Pick out every line in the data below that holds "parameter".

┌──

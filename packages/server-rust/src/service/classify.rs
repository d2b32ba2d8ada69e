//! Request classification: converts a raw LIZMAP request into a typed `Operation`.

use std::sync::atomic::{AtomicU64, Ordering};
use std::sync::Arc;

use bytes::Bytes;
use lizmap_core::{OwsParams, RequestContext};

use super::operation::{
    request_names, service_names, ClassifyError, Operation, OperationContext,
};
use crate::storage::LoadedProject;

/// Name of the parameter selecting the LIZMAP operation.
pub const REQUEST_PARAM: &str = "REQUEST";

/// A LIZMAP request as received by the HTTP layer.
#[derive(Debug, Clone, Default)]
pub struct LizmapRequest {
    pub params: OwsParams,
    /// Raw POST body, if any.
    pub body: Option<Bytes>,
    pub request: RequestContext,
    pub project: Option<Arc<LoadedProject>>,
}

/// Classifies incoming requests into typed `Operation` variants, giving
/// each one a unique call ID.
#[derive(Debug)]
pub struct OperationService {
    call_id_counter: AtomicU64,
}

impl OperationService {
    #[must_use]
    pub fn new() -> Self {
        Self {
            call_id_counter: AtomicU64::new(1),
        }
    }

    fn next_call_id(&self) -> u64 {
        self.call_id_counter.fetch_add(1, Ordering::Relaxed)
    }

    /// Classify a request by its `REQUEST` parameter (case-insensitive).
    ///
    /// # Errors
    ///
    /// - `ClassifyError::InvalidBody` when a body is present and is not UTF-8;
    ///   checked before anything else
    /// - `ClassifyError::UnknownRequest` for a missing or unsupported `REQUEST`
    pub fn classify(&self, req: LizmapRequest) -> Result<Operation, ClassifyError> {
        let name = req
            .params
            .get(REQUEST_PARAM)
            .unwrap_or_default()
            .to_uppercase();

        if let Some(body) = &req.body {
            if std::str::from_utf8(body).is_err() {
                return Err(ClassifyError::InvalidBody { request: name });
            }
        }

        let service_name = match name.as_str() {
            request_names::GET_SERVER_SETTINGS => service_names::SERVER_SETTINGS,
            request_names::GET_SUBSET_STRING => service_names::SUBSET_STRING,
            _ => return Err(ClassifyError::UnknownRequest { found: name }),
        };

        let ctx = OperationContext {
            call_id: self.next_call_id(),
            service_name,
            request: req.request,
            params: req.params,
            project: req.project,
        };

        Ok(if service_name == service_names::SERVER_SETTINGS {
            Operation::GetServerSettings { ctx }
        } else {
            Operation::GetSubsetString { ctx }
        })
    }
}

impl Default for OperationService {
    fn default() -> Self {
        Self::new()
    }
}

└──

(Written reply):
/// Name of the parameter selecting the LIZMAP operation.
    /// Classify a request by its `REQUEST` parameter (case-insensitive).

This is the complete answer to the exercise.